However, if you don't want to use the keyboard, and only rely on the mouse, your options are a bit more limited. Perhaps the best idea is to get a mouse that has a scrolling wheel between the two buttons. Using the wheel you can scroll through a document at the speed you want.

Those who have used Word for a while know that there are actually two mouse-scrolling speeds in Word. To use the slower speed when selecting text, move the mouse down to the horizontal scrollbar area. This scrolls downward at a relatively moderate speed. Moving the mouse below the horizontal scrollbar sends the scrolling into full-speed mode. The "moderate speed" zone for scrolling upward is the ruler bar. The actual differences between these scroll speeds depends on the speed of your computer and how many other tasks your system is running.

The final option to try is to slow down the mouse speed using Windows itself. Display the Control Panel, and then open the Mouse applet. (How you access both the Control Panel and the Mouse applet will vary, depending on your version of Windows.) Within the Mouse applet, make sure the Motion tab is displayed. You can adjust the Pointer Speed setting on this tab so it is more toward the Slow side. When you close the applet by clicking on OK, you should notice that your mouse speed is a bit more manageable.

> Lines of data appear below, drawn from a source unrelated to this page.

//! Live games and finalized game sessions.

use anyhow::{Result, anyhow};
use chrono::{DateTime, Local, NaiveDateTime, Timelike, Utc};
use serde::{Deserialize, Serialize};
use uuid::Uuid;

use crate::capture::{CaptureContext, CaptureError, CaptureInput, Step};
use crate::config::GameSettings;
use crate::event_log::EventLog;
use crate::stats::{self, OverallStats};

pub type SessionId = Uuid;

const DATE_FORMATS: [&str; 2] = ["%Y-%m-%dT%H:%M", "%Y-%m-%dT%H:%M:%S"];

#[derive(Debug, Clone, PartialEq, Serialize, Deserialize)]
pub struct GameMetadata {
    pub opponent: String,
    pub location: String,
    pub date: NaiveDateTime,
}

impl GameMetadata {
    /// Fill blanks the way the setup screen does: placeholder opponent,
    /// default arena, local time now.
    pub fn with_defaults(
        opponent: Option<&str>,
        location: Option<&str>,
        date: Option<NaiveDateTime>,
        game: &GameSettings,
    ) -> Self {
        let opponent = match opponent.map(str::trim) {
            Some(o) if !o.is_empty() => o.to_string(),
            _ => game.opponent_placeholder.clone(),
        };
        let location = location
            .map(|l| l.trim().to_string())
            .unwrap_or_else(|| game.default_location.clone());
        let date = date.unwrap_or_else(local_now_minutes);
        Self {
            opponent,
            location,
            date,
        }
    }
}

fn local_now_minutes() -> NaiveDateTime {
    let now = Local::now().naive_local();
    now.with_second(0)
        .and_then(|t| t.with_nanosecond(0))
        .unwrap_or(now)
}

pub fn parse_game_date(s: &str) -> Result<NaiveDateTime> {
    DATE_FORMATS
        .iter()
        .find_map(|f| NaiveDateTime::parse_from_str(s.trim(), f).ok())
        .ok_or_else(|| anyhow!("invalid date '{s}', expected YYYY-MM-DDTHH:MM"))
}

/// A game being recorded. Owns the only mutable event log.
#[derive(Debug, Clone)]
pub struct LiveGame {
    id: SessionId,
    metadata: GameMetadata,
    log: EventLog,
    capture: CaptureContext,
}

impl LiveGame {
    pub fn start(metadata: GameMetadata, game: &GameSettings) -> Self {
        Self {
            id: Uuid::new_v4(),
            metadata,
            log: EventLog::new(),
            capture: CaptureContext::new(game.period_clock),
        }
    }

    pub fn id(&self) -> SessionId {
        self.id
    }

    pub fn metadata(&self) -> &GameMetadata {
        &self.metadata
    }

    pub fn log(&self) -> &EventLog {
        &self.log
    }

    pub fn capture(&self) -> &CaptureContext {
        &self.capture
    }

    pub fn apply(&mut self, input: CaptureInput) -> Result<Step, CaptureError> {
        self.capture.apply(input, &mut self.log)
    }

    pub fn adjust_period(&mut self, delta: i32, max_period: u32) -> u32 {
        self.capture.adjust_period(delta, max_period)
    }

    /// Freeze into a read-only session; any shot still in progress is dropped.
    pub fn finalize(self) -> GameSession {
        let summary_stats = stats::overall_stats(self.log.all());
        GameSession {
            id: self.id,
            metadata: self.metadata,
            events: self.log,
            summary_stats,
            finalized_at: Utc::now(),
        }
    }
}

/// A finished game. Nothing here can be changed after finalize.
#[derive(Debug, Clone, PartialEq, Serialize, Deserialize)]
#[serde(rename_all = "camelCase")]
pub struct GameSession {
    id: SessionId,
    metadata: GameMetadata,
    events: EventLog,
    /// Snapshot taken at finalize time, not recomputed.
    summary_stats: OverallStats,
    finalized_at: DateTime<Utc>,
}

impl GameSession {
    pub fn id(&self) -> SessionId {
        self.id
    }

    pub fn metadata(&self) -> &GameMetadata {
        &self.metadata
    }

    pub fn events(&self) -> &EventLog {
        &self.events
    }

    pub fn summary_stats(&self) -> OverallStats {
        self.summary_stats
    }

    pub fn finalized_at(&self) -> DateTime<Utc> {
        self.finalized_at
    }

    /// One line of the history list.
    pub fn listing(&self) -> serde_json::Value {
        serde_json::json!({
            "id": self.id,
            "opponent": self.metadata.opponent,
            "location": self.metadata.location,
            "date": self.metadata.date,
            "shots": self.events.size(),
            "stats": self.summary_stats,
            "finalizedAt": self.finalized_at(),
        })
    }
}

#[cfg(test)]
mod tests {
    use super::*;
    use crate::geometry::{FloorPoint, GoalPoint};
    use crate::shot::ShotOutcome;

    fn settings() -> GameSettings {
        GameSettings::default()
    }

    #[test]
    fn test_metadata_defaults() {
        let m = GameMetadata::with_defaults(Some("   "), None, None, &settings());
        assert_eq!(m.opponent, "Unknown Opponent");
        assert_eq!(m.location, "Home Arena");
        assert_eq!(m.date.second(), 0);

        let date = parse_game_date("2026-10-19T19:30").unwrap();
        let m = GameMetadata::with_defaults(Some(" Northmen "), Some("Rock"), Some(date), &settings());
        assert_eq!(m.opponent, "Northmen");
        assert_eq!(m.location, "Rock");
        assert_eq!(m.date, date);
    }

    #[test]
    fn test_parse_game_date() {
        assert!(parse_game_date("2026-10-19T19:30:15").is_ok());
        assert!(parse_game_date("19/10/2026").is_err());
    }

    #[test]
    fn test_finalize_snapshots_stats() {
        let meta = GameMetadata::with_defaults(Some("A"), None, None, &settings());
        let mut g = LiveGame::start(meta, &settings());
        for outcome in [ShotOutcome::Save, ShotOutcome::Save, ShotOutcome::Goal] {
            g.apply(CaptureInput::Origin(FloorPoint::new(10.0, 10.0))).unwrap();
            g.apply(CaptureInput::Placement(GoalPoint::new(10.0, 10.0))).unwrap();
            g.apply(CaptureInput::Outcome(outcome)).unwrap();
        }
        // in-progress shot is not part of the session
        g.apply(CaptureInput::Origin(FloorPoint::new(1.0, 1.0))).unwrap();

        let id = g.id();
        let s = g.finalize();
        assert_eq!(s.id(), id);
        assert_eq!(s.events().size(), 3);
        assert_eq!(s.listing()["finalizedAt"], serde_json::json!(s.finalized_at()));
        assert_eq!(s.listing()["shots"], 3);
        assert_eq!(
            s.summary_stats(),
            OverallStats {
                total: 3,
                saves: 2,
                goals: 1,
                percentage: 67
            }
        );
    }

    #[test]
    fn test_session_round_trips_through_json() {
        let meta = GameMetadata::with_defaults(Some("B"), Some("Away"), None, &settings());
        let mut g = LiveGame::start(meta, &settings());
        g.apply(CaptureInput::Origin(FloorPoint::new(0.1 + 0.2, 33.333333333333336)))
            .unwrap();
        g.apply(CaptureInput::Placement(GoalPoint::new(-4.25, 101.5)))
            .unwrap();
        g.apply(CaptureInput::Outcome(ShotOutcome::Goal)).unwrap();
        let s = g.finalize();

        let json = serde_json::to_string(&s).unwrap();
        let back: GameSession = serde_json::from_str(&json).unwrap();
        assert_eq!(back, s);
        assert!(json.contains("\"summaryStats\""));
        assert!(json.contains("\"finalizedAt\""));
    }
}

WordTips is your source for cost-effective Microsoft Word training. (Microsoft Word is the most popular word processing software in the world.) This tip (11696) applies to Microsoft Word 2007, 2010, 2013, 2016, 2019, 2021, 2024, and Word in Microsoft 365. You can find a version of this tip for the older menu interface of Word here: Slowing Down Mouse Selection.

Author Bio

Allen Wyatt

With more than 50 non-fiction books and numerous magazine articles to his credit, Allen Wyatt is an internationally recognized author. He is president of Sharon Parq Associates, a computer and publishing services company. ...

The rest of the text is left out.